Jurors' addresses will be kept more tightly guarded after a law change last night.
The Government was prompted to update the Juries Amendment Bill after convicted murderer George Baker wrote to a woman on the jury that found him guilty of kidnapping.
He was able to she her name on a list as he represented himself in the trial.
The Juries (Jury Service and Protection of Particulars of Jury List Information) Amendment Bill passed its third reading in Parliament last night.
Justice Minister Judith Collins said the changes protected the safety of jurors and streamlined the jury system.
As well as tighten access to jurors' information, the bill allows people to be permanently excused from jury duty for disability or health reasons.
It also allows over 65-year-olds to request a permanent excusal.
"These changes will allow for a more efficient, less troublesome process both for people seeking to be excused and for court staff," Collins said.

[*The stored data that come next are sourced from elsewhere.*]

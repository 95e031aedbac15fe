use rayon::prelude::*;

use strida_core::{Error, IndexDType, Result, WithDType};

/// Flat single-element gather along a middle dimension.
///
/// Purely arithmetic addressing, one element per output position: for
/// output index `i`,
///
/// ```text
/// post = i % right_size
/// pre  = i / (right_size * ids_dim_size)
/// out[i] = src[(pre * src_dim_size + ids[i]) * right_size + post]
/// ```
///
/// The index buffer carries one id per output element and *must* be
/// contiguous — no descriptor is taken and no runtime check exists; a
/// strided index buffer silently produces wrong results (caller
/// contract).
///
/// # Panics
///
/// An index value `>= src_dim_size` panics on the source slice access.
pub fn gather<I: IndexDType, T: WithDType>(
    ids: &[I],
    src: &[T],
    left_size: usize,
    src_dim_size: usize,
    ids_dim_size: usize,
    right_size: usize,
    out: &mut [T],
) -> Result<()> {
    let numel = left_size * ids_dim_size * right_size;
    if ids.len() != numel {
        return Err(Error::BufferTooSmall {
            what: "index buffer",
            expected: numel,
            got: ids.len(),
        });
    }
    if src.len() != left_size * src_dim_size * right_size {
        return Err(Error::BufferTooSmall {
            what: "source buffer",
            expected: left_size * src_dim_size * right_size,
            got: src.len(),
        });
    }
    if out.len() != numel {
        return Err(Error::BufferTooSmall {
            what: "output buffer",
            expected: numel,
            got: out.len(),
        });
    }

    out.par_iter_mut().enumerate().for_each(|(i, o)| {
        let post = i % right_size;
        let idx = ids[i].as_usize();
        let pre = i / (right_size * ids_dim_size);
        *o = src[(pre * src_dim_size + idx) * right_size + post];
    });
    Ok(())
}
use crate::shape::Shape;

/// All errors surfaced by the strida host layer.
///
/// These cover host-boundary validation only: descriptor consistency,
/// buffer sizing, and dtype pairing checked *before* a kernel is
/// dispatched. The kernels themselves have no error channel — an
/// out-of-range index value is undefined behavior on the CUDA backend
/// and a panic on the CPU backend, never an `Err`.
#[derive(Debug, thiserror::Error)]
pub enum Error {
    /// A descriptor's dims and strides sequences have different lengths.
    #[error("stride mismatch: {dims} dims but {strides} strides")]
    StrideMismatch { dims: usize, strides: usize },

    /// Operation requires a specific rank (number of dimensions).
    #[error("rank mismatch: expected rank {expected}, got {got}")]
    RankMismatch { expected: usize, got: usize },

    /// Dimension index out of range for the descriptor's rank.
    #[error("dimension out of range: dim {dim} for descriptor with {rank} dimensions")]
    DimOutOfRange { dim: usize, rank: usize },

    /// Narrow/slice operation out of bounds.
    #[error("narrow out of bounds: dim {dim}, start {start}, len {len}, dim_size {dim_size}")]
    NarrowOutOfBounds {
        dim: usize,
        start: usize,
        len: usize,
        dim_size: usize,
    },

    /// A caller-owned buffer is smaller than its descriptor requires.
    #[error("buffer too small for {what}: need {expected} elements, got {got}")]
    BufferTooSmall {
        what: &'static str,
        expected: usize,
        got: usize,
    },

    /// Element count mismatch between a buffer and its shape.
    #[error("element count mismatch: shape {shape} requires {expected} elements, got {got}")]
    ElementCountMismatch {
        shape: Shape,
        expected: usize,
        got: usize,
    },

    /// DType mismatch between operands of one launch.
    #[error("dtype mismatch: expected {expected:?}, got {got:?}")]
    DTypeMismatch {
        expected: crate::DType,
        got: crate::DType,
    },

    /// Generic message for cases not covered above.
    #[error("{0}")]
    Msg(String),
}

impl Error {
    /// Create an error from any string message.
    pub fn msg(s: impl Into<String>) -> Self {
        Error::Msg(s.into())
    }
}

/// Convenience Result type used throughout strida.
pub type Result<T> = std::result::Result<T, Error>;

/// Macro for early return with a formatted error message.
/// Usage: `bail!("something went wrong: {}", detail)`
#[macro_export]
macro_rules! bail {
    ($($arg:tt)*) => {
        return Err($crate::Error::Msg(format!($($arg)*)))
    };
}
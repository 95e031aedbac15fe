use crate::error::{Error, Result};
use crate::shape::Shape;

// Layout — Memory layout of a tensor view (shape + strides + offset)
//
// The layout decouples the *logical* shape of a tensor from how its data
// is arranged in memory. Transposes and slices are "free" (no data copy,
// just a different layout), which is exactly why the kernels must be able
// to walk a non-contiguous index buffer.
//
// The two functions every kernel shares live here:
//
//   strided_index — maps a linear position over the logical iteration
//                   space to the physical offset in the backing buffer
//   is_contiguous — detects a fully packed row-major layout, letting
//                   kernels skip the per-element div/mod chain entirely

/// Resolve a linear index over a view's row-major iteration space into the
/// physical offset described by `dims`/`strides`.
///
/// Decomposes `i` from the last dimension backward: at each step
/// `i % dims[d]` is the coordinate in dimension `d`, accumulated as
/// `coord * strides[d]`, then `i /= dims[d]` and continue toward dim 0.
/// Pure, O(rank). `dims` and `strides` must be the same length and in the
/// same dimension order.
#[inline]
pub fn strided_index(mut i: usize, dims: &[usize], strides: &[usize]) -> usize {
    let mut offset = 0;
    for d in (0..dims.len()).rev() {
        offset += (i % dims[d]) * strides[d];
        i /= dims[d];
    }
    offset
}

/// True iff `strides` exactly match the packed row-major strides implied
/// by `dims`: stride[last] = 1 and stride[d] = stride[d+1] * dims[d+1].
///
/// When this holds, logical position == physical offset, and every kernel
/// takes the direct linear-copy path instead of resolving per element.
#[inline]
pub fn is_contiguous(dims: &[usize], strides: &[usize]) -> bool {
    if dims.len() != strides.len() {
        return false;
    }
    let mut acc = 1;
    for d in (0..dims.len()).rev() {
        if strides[d] != acc {
            return false;
        }
        acc *= dims[d];
    }
    true
}

/// Smallest buffer length (in elements) that every offset produced by
/// `strided_index` over `dims`/`strides` stays within. Used for host-side
/// buffer validation before dispatch; zero if the view is empty.
pub fn min_buffer_len(dims: &[usize], strides: &[usize]) -> usize {
    if dims.iter().any(|&d| d == 0) {
        return 0;
    }
    1 + dims
        .iter()
        .zip(strides.iter())
        .map(|(&d, &s)| (d - 1) * s)
        .sum::<usize>()
}

/// Layout describes how a view's logical shape maps to flat storage.
#[derive(Debug, Clone, PartialEq, Eq)]
pub struct Layout {
    shape: Shape,
    strides: Vec<usize>,
    /// Offset into the storage buffer where this view's data starts.
    /// Set by slicing/narrow operations; zero for a fresh buffer.
    offset: usize,
}

impl Layout {
    /// Create a new contiguous layout for the given shape.
    /// Strides are computed as row-major (C-order).
    pub fn contiguous(shape: impl Into<Shape>) -> Self {
        let shape = shape.into();
        let strides = shape.stride_contiguous();
        Layout {
            shape,
            strides,
            offset: 0,
        }
    }

    /// Create a layout with explicit strides and offset (for views).
    pub fn new(shape: impl Into<Shape>, strides: Vec<usize>, offset: usize) -> Self {
        Layout {
            shape: shape.into(),
            strides,
            offset,
        }
    }

    pub fn shape(&self) -> &Shape {
        &self.shape
    }

    pub fn strides(&self) -> &[usize] {
        &self.strides
    }

    pub fn offset(&self) -> usize {
        self.offset
    }

    pub fn rank(&self) -> usize {
        self.shape.rank()
    }

    pub fn dims(&self) -> &[usize] {
        self.shape.dims()
    }

    pub fn elem_count(&self) -> usize {
        self.shape.elem_count()
    }

    /// Check if this layout is contiguous (row-major, no gaps, offset 0).
    pub fn is_contiguous(&self) -> bool {
        self.offset == 0 && is_contiguous(self.dims(), &self.strides)
    }

    /// Resolve logical position `i` to a physical offset, including the
    /// layout's base offset.
    #[inline]
    pub fn strided_index(&self, i: usize) -> usize {
        self.offset + strided_index(i, self.dims(), &self.strides)
    }

    /// Smallest backing-buffer length this layout can address into.
    pub fn min_buffer_len(&self) -> usize {
        let n = min_buffer_len(self.dims(), &self.strides);
        if n == 0 {
            0
        } else {
            self.offset + n
        }
    }

    /// Transpose two dimensions. Returns a new layout with swapped
    /// shape/strides — a "free" operation, no data movement.
    ///
    /// Example: [2, 3, 4] transpose(0, 2) → [4, 3, 2]
    ///          strides [12, 4, 1]         → [1, 4, 12]
    pub fn transpose(&self, dim0: usize, dim1: usize) -> Result<Layout> {
        let rank = self.rank();
        if dim0 >= rank || dim1 >= rank {
            return Err(Error::DimOutOfRange {
                dim: dim0.max(dim1),
                rank,
            });
        }
        let mut new_dims = self.shape.dims().to_vec();
        let mut new_strides = self.strides.clone();
        new_dims.swap(dim0, dim1);
        new_strides.swap(dim0, dim1);
        Ok(Layout::new(Shape::new(new_dims), new_strides, self.offset))
    }

    /// Narrow (slice) along a dimension. Returns a view layout with
    /// adjusted shape and offset into the same storage.
    pub fn narrow(&self, dim: usize, start: usize, len: usize) -> Result<Layout> {
        let rank = self.rank();
        if dim >= rank {
            return Err(Error::DimOutOfRange { dim, rank });
        }
        let dim_size = self.shape.dims()[dim];
        if start + len > dim_size {
            return Err(Error::NarrowOutOfBounds {
                dim,
                start,
                len,
                dim_size,
            });
        }
        let mut new_dims = self.shape.dims().to_vec();
        new_dims[dim] = len;
        let new_offset = self.offset + start * self.strides[dim];
        Ok(Layout::new(
            Shape::new(new_dims),
            self.strides.clone(),
            new_offset,
        ))
    }

    /// Iterator over all physical offsets of this layout, in logical order.
    /// The nested-coordinate reference form of [`strided_index`]; the tests
    /// hold the two implementations against each other.
    pub fn strided_indices(&self) -> StridedIter {
        StridedIter::new(self)
    }
}

// StridedIter — walks logical elements in order, yielding physical offsets
//
// For a contiguous layout this counts offset, offset+1, offset+2, ...
// For a transposed or narrowed layout it jumps following the strides.

/// Iterator that yields the physical offset of each element of a Layout.
pub struct StridedIter {
    /// Current multi-dimensional coordinate (e.g., [0, 0, 0]).
    current: Vec<usize>,
    dims: Vec<usize>,
    strides: Vec<usize>,
    offset: usize,
    remaining: usize,
    started: bool,
}

impl StridedIter {
    fn new(layout: &Layout) -> Self {
        let rank = layout.rank();
        StridedIter {
            current: vec![0; rank],
            dims: layout.dims().to_vec(),
            strides: layout.strides().to_vec(),
            offset: layout.offset(),
            remaining: layout.elem_count(),
            started: false,
        }
    }

    fn flat_index(&self) -> usize {
        let mut idx = self.offset;
        for i in 0..self.current.len() {
            idx += self.current[i] * self.strides[i];
        }
        idx
    }

    /// Advance the coordinate by one, rightmost dimension first.
    fn advance(&mut self) {
        let rank = self.dims.len();
        for i in (0..rank).rev() {
            self.current[i] += 1;
            if self.current[i] < self.dims[i] {
                return;
            }
            self.current[i] = 0;
        }
    }
}

impl Iterator for StridedIter {
    type Item = usize;

    fn next(&mut self) -> Option<usize> {
        if self.remaining == 0 {
            return None;
        }
        if self.started {
            self.advance();
        }
        self.started = true;
        self.remaining -= 1;
        Some(self.flat_index())
    }

    fn size_hint(&self) -> (usize, Option<usize>) {
        (self.remaining, Some(self.remaining))
    }
}

impl ExactSizeIterator for StridedIter {}

#[cfg(test)]
mod tests {
    use super::*;
    use crate::shape::Shape;

    #[test]
    fn test_contiguous_layout() {
        let layout = Layout::contiguous((2, 3));
        assert!(layout.is_contiguous());
        assert_eq!(layout.strides(), &[3, 1]);
        assert_eq!(layout.offset(), 0);
    }

    #[test]
    fn test_is_contiguous_exact() {
        // True exactly for the packed strides, false for anything else.
        assert!(is_contiguous(&[2, 3, 4], &[12, 4, 1]));
        assert!(!is_contiguous(&[2, 3, 4], &[12, 4, 2]));
        assert!(!is_contiguous(&[2, 3, 4], &[1, 4, 12]));
        assert!(!is_contiguous(&[2, 3, 4], &[12, 4]));
        // Scalar: empty dims/strides are trivially packed.
        assert!(is_contiguous(&[], &[]));
    }

    #[test]
    fn test_resolver_identity_on_contiguous() {
        let layout = Layout::contiguous((2, 3));
        for i in 0..6 {
            assert_eq!(layout.strided_index(i), i);
        }
    }

    #[test]
    fn test_resolver_matches_reference_decomposition() {
        // The div/mod resolver must agree with the nested-coordinate walk
        // on every position of a transposed (non-contiguous) view.
        let layout = Layout::contiguous((2, 3, 4)).transpose(0, 2).unwrap();
        assert!(!layout.is_contiguous());
        let reference: Vec<usize> = layout.strided_indices().collect();
        for (i, &expected) in reference.iter().enumerate() {
            assert_eq!(layout.strided_index(i), expected, "position {i}");
        }
    }

    #[test]
    fn test_resolver_with_narrow_offset() {
        // [4, 6] narrow(dim=1, start=2, len=3): offset 2, strides [6, 1].
        let layout = Layout::contiguous((4, 6)).narrow(1, 2, 3).unwrap();
        assert_eq!(layout.offset(), 2);
        let reference: Vec<usize> = layout.strided_indices().collect();
        for (i, &expected) in reference.iter().enumerate() {
            assert_eq!(layout.strided_index(i), expected, "position {i}");
        }
    }

    #[test]
    fn test_transpose_indices() {
        // Original [2,3] read transposed as [3,2] yields offsets 0,3,1,4,2,5.
        let layout = Layout::contiguous((2, 3)).transpose(0, 1).unwrap();
        let indices: Vec<usize> = layout.strided_indices().collect();
        assert_eq!(indices, vec![0, 3, 1, 4, 2, 5]);
    }

    #[test]
    fn test_narrow_out_of_bounds() {
        let layout = Layout::contiguous((4, 6));
        assert!(layout.narrow(1, 5, 3).is_err()); // 5+3 = 8 > 6
    }

    #[test]
    fn test_min_buffer_len() {
        assert_eq!(min_buffer_len(&[2, 3], &[3, 1]), 6);
        // Transposed view of the same buffer still needs all 6 elements.
        assert_eq!(min_buffer_len(&[3, 2], &[1, 3]), 6);
        // A broadcast-ish zero stride collapses the requirement.
        assert_eq!(min_buffer_len(&[5], &[0]), 1);
        assert_eq!(min_buffer_len(&[0, 3], &[3, 1]), 0);
        let narrowed = Layout::contiguous((4, 6)).narrow(1, 2, 3).unwrap();
        // Offsets reach 2 + 3*6 + 2 = 22, so 23 elements must back it.
        assert_eq!(narrowed.min_buffer_len(), 23);
    }

    #[test]
    fn test_shape_accessors() {
        let layout = Layout::new(Shape::from((2, 2)), vec![1, 2], 0);
        assert_eq!(layout.rank(), 2);
        assert_eq!(layout.elem_count(), 4);
        assert!(!layout.is_contiguous());
    }
}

She said jury service was an important civic duty and those summoned must feel safe and the process should be flexible.
Other changes also restrict those who have been sentenced to home detention for more than three months in the past five years from serving on a jury, those on a shorter home detention stint will be excused if summoned while still serving the sentence.
The bill passed unanimously in Parliament last night.
Labour MP Phil Goff said his party supported the bill because it did some useful things.
But it was not going to "shake the world".
Goff said more and more people were representing themselves in court because of cuts to legal aid.
It was not a good idea, but made the changes to the security of jurors' information necessary.
Situations such as that which occurred with Baker "cannot be tolerated."
"This bill makes an effort to try and improve the privacy of the jurors by ensuring that a defendant that is representing him or herself doesn't have access to the particulars of the juror list."
However, it did not apply a "great deal of imagination" to how to stop accused looking jurors up in the phone book or internet, he said.